::: EXERCISE INPUT :::

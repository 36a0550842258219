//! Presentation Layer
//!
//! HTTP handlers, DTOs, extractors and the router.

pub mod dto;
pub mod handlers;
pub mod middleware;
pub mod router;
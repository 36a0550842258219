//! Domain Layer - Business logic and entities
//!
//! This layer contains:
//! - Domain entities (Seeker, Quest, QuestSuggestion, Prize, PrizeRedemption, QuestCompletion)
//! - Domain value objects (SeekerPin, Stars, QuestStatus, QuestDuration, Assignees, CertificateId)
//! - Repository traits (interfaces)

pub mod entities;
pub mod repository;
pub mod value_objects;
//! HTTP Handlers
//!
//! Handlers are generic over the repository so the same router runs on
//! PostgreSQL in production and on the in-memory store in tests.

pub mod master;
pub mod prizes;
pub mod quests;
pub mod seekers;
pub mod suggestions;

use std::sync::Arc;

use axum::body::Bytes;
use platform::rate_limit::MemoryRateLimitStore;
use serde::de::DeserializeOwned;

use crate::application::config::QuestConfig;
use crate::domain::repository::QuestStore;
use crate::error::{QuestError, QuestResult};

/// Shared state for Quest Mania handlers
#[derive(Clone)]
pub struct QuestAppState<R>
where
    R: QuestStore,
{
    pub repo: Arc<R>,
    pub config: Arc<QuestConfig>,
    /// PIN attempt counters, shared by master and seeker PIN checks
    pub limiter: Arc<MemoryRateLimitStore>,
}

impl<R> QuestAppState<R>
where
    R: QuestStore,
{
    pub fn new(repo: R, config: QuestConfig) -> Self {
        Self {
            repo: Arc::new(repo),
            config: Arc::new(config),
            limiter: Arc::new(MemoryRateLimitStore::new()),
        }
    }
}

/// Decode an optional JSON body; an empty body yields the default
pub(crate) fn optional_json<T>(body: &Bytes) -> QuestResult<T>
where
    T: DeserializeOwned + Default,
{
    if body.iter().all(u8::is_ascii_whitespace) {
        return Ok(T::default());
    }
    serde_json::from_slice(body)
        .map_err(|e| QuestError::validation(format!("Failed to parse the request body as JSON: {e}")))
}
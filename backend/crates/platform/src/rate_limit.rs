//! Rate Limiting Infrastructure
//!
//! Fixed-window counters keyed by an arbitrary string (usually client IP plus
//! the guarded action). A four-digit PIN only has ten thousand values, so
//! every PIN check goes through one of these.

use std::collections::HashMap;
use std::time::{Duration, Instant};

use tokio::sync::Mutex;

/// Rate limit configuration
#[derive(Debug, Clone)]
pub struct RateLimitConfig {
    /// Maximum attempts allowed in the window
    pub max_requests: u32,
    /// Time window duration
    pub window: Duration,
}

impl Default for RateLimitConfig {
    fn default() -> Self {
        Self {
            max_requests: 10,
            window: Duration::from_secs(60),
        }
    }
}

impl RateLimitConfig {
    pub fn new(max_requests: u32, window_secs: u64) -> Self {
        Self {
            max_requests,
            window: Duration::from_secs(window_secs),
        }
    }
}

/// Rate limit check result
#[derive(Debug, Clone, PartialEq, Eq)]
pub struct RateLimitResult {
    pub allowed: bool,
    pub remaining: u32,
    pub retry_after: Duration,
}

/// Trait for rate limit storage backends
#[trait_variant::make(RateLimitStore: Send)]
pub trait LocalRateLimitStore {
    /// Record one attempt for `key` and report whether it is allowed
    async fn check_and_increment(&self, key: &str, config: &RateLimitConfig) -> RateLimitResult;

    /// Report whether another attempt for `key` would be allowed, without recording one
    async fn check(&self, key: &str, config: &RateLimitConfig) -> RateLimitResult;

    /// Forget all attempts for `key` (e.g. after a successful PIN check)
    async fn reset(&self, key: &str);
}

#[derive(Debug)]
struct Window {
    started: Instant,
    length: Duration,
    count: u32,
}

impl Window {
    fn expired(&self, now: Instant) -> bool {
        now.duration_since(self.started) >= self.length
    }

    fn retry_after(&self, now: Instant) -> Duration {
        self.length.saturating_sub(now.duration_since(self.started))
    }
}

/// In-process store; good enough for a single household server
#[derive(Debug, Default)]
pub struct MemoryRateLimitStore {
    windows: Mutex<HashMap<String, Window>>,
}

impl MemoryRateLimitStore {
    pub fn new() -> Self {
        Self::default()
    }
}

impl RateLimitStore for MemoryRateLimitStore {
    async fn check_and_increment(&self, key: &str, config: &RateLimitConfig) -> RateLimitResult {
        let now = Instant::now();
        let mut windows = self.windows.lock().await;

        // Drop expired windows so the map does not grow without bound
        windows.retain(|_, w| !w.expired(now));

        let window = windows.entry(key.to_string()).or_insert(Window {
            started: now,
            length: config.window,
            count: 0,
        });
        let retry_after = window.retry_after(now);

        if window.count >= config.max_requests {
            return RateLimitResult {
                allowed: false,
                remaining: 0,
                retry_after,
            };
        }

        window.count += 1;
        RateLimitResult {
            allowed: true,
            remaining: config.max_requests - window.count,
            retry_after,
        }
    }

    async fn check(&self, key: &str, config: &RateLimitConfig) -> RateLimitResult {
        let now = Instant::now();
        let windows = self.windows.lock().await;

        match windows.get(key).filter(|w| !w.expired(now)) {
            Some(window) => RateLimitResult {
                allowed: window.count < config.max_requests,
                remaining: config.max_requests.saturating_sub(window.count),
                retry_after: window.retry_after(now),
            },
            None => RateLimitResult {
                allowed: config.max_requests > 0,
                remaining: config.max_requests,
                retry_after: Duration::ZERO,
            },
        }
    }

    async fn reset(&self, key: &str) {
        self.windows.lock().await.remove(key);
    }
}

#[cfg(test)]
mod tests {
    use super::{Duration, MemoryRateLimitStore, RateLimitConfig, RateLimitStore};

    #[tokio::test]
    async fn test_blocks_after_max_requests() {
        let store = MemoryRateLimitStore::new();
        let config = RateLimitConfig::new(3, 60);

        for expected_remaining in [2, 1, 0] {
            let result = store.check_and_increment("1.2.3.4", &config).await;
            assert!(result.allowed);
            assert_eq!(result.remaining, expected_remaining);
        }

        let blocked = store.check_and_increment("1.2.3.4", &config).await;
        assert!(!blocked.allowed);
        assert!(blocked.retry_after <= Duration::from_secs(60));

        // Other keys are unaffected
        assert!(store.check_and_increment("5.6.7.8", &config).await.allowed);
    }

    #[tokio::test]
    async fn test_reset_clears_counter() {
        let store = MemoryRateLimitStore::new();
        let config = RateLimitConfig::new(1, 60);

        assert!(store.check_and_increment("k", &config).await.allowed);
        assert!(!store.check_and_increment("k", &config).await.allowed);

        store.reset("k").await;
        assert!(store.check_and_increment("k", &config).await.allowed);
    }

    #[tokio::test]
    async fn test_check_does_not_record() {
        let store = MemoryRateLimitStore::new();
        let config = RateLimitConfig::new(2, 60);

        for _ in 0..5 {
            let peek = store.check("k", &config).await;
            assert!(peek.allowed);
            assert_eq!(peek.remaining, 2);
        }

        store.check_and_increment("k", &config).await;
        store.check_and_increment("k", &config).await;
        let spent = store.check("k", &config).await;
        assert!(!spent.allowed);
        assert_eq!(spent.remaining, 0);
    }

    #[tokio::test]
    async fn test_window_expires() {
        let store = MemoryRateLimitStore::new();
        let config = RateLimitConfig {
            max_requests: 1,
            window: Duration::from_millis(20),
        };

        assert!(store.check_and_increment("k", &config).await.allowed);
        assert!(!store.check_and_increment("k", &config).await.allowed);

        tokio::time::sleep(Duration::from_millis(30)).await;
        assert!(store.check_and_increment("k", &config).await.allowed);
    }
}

:::

▶ TASK TO COMPLETE
Your task is to retype the records above exactly.

▶ ANSWER TO THIS EXERCISE
repository 36a0550842258219
//! Presentation Layer
//!
//! HTTP handlers, DTOs, extractors and the router.

pub mod dto;
pub mod handlers;
pub mod middleware;
pub mod router;
repository 36a0550842258219
//! Domain Layer - Business logic and entities
//!
//! This layer contains:
//! - Domain entities (Seeker, Quest, QuestSuggestion, Prize, PrizeRedemption, QuestCompletion)
//! - Domain value objects (SeekerPin, Stars, QuestStatus, QuestDuration, Assignees, CertificateId)
//! - Repository traits (interfaces)

pub mod entities;
pub mod repository;
pub mod value_objects;
//! HTTP Handlers
//!
//! Handlers are generic over the repository so the same router runs on
//! PostgreSQL in production and on the in-memory store in tests.

pub mod master;
pub mod prizes;
pub mod quests;
pub mod seekers;
pub mod suggestions;

use std::sync::Arc;

use axum::body::Bytes;
use platform::rate_limit::MemoryRateLimitStore;
use serde::de::DeserializeOwned;

use crate::application::config::QuestConfig;
use crate::domain::repository::QuestStore;
use crate::error::{QuestError, QuestResult};

/// Shared state for Quest Mania handlers
#[derive(Clone)]
pub struct QuestAppState<R>
where
    R: QuestStore,
{
    pub repo: Arc<R>,
    pub config: Arc<QuestConfig>,
    /// PIN attempt counters, shared by master and seeker PIN checks
    pub limiter: Arc<MemoryRateLimitStore>,
}

impl<R> QuestAppState<R>
where
    R: QuestStore,
{
    pub fn new(repo: R, config: QuestConfig) -> Self {
        Self {
            repo: Arc::new(repo),
            config: Arc::new(config),
            limiter: Arc::new(MemoryRateLimitStore::new()),
        }
    }
}

/// Decode an optional JSON body; an empty body yields the default
pub(crate) fn optional_json<T>(body: &Bytes) -> QuestResult<T>
where
    T: DeserializeOwned + Default,
{
    if body.iter().all(u8::is_ascii_whitespace) {
        return Ok(T::default());
    }
    serde_json::from_slice(body)
        .map_err(|e| QuestError::validation(format!("Failed to parse the request body as JSON: {e}")))
}
filename backend/crates/platform/src/rate_limit.rs
//! Rate Limiting Infrastructure
//!
//! Fixed-window counters keyed by an arbitrary string (usually client IP plus
//! the guarded action). A four-digit PIN only has ten thousand values, so
//! every PIN check goes through one of these.

use std::collections::HashMap;
use std::time::{Duration, Instant};

use tokio::sync::Mutex;

/// Rate limit configuration
#[derive(Debug, Clone)]
pub struct RateLimitConfig {
    /// Maximum attempts allowed in the window
    pub max_requests: u32,
    /// Time window duration
    pub window: Duration,
}

impl Default for RateLimitConfig {
    fn default() -> Self {
        Self {
            max_requests: 10,
            window: Duration::from_secs(60),
        }
    }
}

impl RateLimitConfig {
    pub fn new(max_requests: u32, window_secs: u64) -> Self {
        Self {
            max_requests,
            window: Duration::from_secs(window_secs),
        }
    }
}

/// Rate limit check result
#[derive(Debug, Clone, PartialEq, Eq)]
pub struct RateLimitResult {
    pub allowed: bool,
    pub remaining: u32,
    pub retry_after: Duration,
}

/// Trait for rate limit storage backends
#[trait_variant::make(RateLimitStore: Send)]
pub trait LocalRateLimitStore {
    /// Record one attempt for `key` and report whether it is allowed
    async fn check_and_increment(&self, key: &str, config: &RateLimitConfig) -> RateLimitResult;

    /// Report whether another attempt for `key` would be allowed, without recording one
    async fn check(&self, key: &str, config: &RateLimitConfig) -> RateLimitResult;

    /// Forget all attempts for `key` (e.g. after a successful PIN check)
    async fn reset(&self, key: &str);
}

#[derive(Debug)]
struct Window {
    started: Instant,
    length: Duration,
    count: u32,
}

impl Window {
    fn expired(&self, now: Instant) -> bool {
        now.duration_since(self.started) >= self.length
    }

    fn retry_after(&self, now: Instant) -> Duration {
        self.length.saturating_sub(now.duration_since(self.started))
    }
}

/// In-process store; good enough for a single household server
#[derive(Debug, Default)]
pub struct MemoryRateLimitStore {
    windows: Mutex<HashMap<String, Window>>,
}

impl MemoryRateLimitStore {
    pub fn new() -> Self {
        Self::default()
    }
}

impl RateLimitStore for MemoryRateLimitStore {
    async fn check_and_increment(&self, key: &str, config: &RateLimitConfig) -> RateLimitResult {
        let now = Instant::now();
        let mut windows = self.windows.lock().await;

        // Drop expired windows so the map does not grow without bound
        windows.retain(|_, w| !w.expired(now));

        let window = windows.entry(key.to_string()).or_insert(Window {
            started: now,
            length: config.window,
            count: 0,
        });
        let retry_after = window.retry_after(now);

        if window.count >= config.max_requests {
            return RateLimitResult {
                allowed: false,
                remaining: 0,
                retry_after,
            };
        }

        window.count += 1;
        RateLimitResult {
            allowed: true,
            remaining: config.max_requests - window.count,
            retry_after,
        }
    }

    async fn check(&self, key: &str, config: &RateLimitConfig) -> RateLimitResult {
        let now = Instant::now();
        let windows = self.windows.lock().await;

        match windows.get(key).filter(|w| !w.expired(now)) {
            Some(window) => RateLimitResult {
                allowed: window.count < config.max_requests,
                remaining: config.max_requests.saturating_sub(window.count),
                retry_after: window.retry_after(now),
            },
            None => RateLimitResult {
                allowed: config.max_requests > 0,
                remaining: config.max_requests,
                retry_after: Duration::ZERO,
            },
        }
    }

    async fn reset(&self, key: &str) {
        self.windows.lock().await.remove(key);
    }
}

#[cfg(test)]
mod tests {
    use super::{Duration, MemoryRateLimitStore, RateLimitConfig, RateLimitStore};

    #[tokio::test]
    async fn test_blocks_after_max_requests() {
        let store = MemoryRateLimitStore::new();
        let config = RateLimitConfig::new(3, 60);

        for expected_remaining in [2, 1, 0] {
            let result = store.check_and_increment("1.2.3.4", &config).await;
            assert!(result.allowed);
            assert_eq!(result.remaining, expected_remaining);
        }

        let blocked = store.check_and_increment("1.2.3.4", &config).await;
        assert!(!blocked.allowed);
        assert!(blocked.retry_after <= Duration::from_secs(60));

        // Other keys are unaffected
        assert!(store.check_and_increment("5.6.7.8", &config).await.allowed);
    }

    #[tokio::test]
    async fn test_reset_clears_counter() {
        let store = MemoryRateLimitStore::new();
        let config = RateLimitConfig::new(1, 60);

        assert!(store.check_and_increment("k", &config).await.allowed);
        assert!(!store.check_and_increment("k", &config).await.allowed);

        store.reset("k").await;
        assert!(store.check_and_increment("k", &config).await.allowed);
    }

    #[tokio::test]
    async fn test_check_does_not_record() {
        let store = MemoryRateLimitStore::new();
        let config = RateLimitConfig::new(2, 60);

        for _ in 0..5 {
            let peek = store.check("k", &config).await;
            assert!(peek.allowed);
            assert_eq!(peek.remaining, 2);
        }

        store.check_and_increment("k", &config).await;
        store.check_and_increment("k", &config).await;
        let spent = store.check("k", &config).await;
        assert!(!spent.allowed);
        assert_eq!(spent.remaining, 0);
    }

    #[tokio::test]
    async fn test_window_expires() {
        let store = MemoryRateLimitStore::new();
        let config = RateLimitConfig {
            max_requests: 1,
            window: Duration::from_millis(20),
        };

        assert!(store.check_and_increment("k", &config).await.allowed);
        assert!(!store.check_and_increment("k", &config).await.allowed);

        tokio::time::sleep(Duration::from_millis(30)).await;
        assert!(store.check_and_increment("k", &config).await.allowed);
    }
}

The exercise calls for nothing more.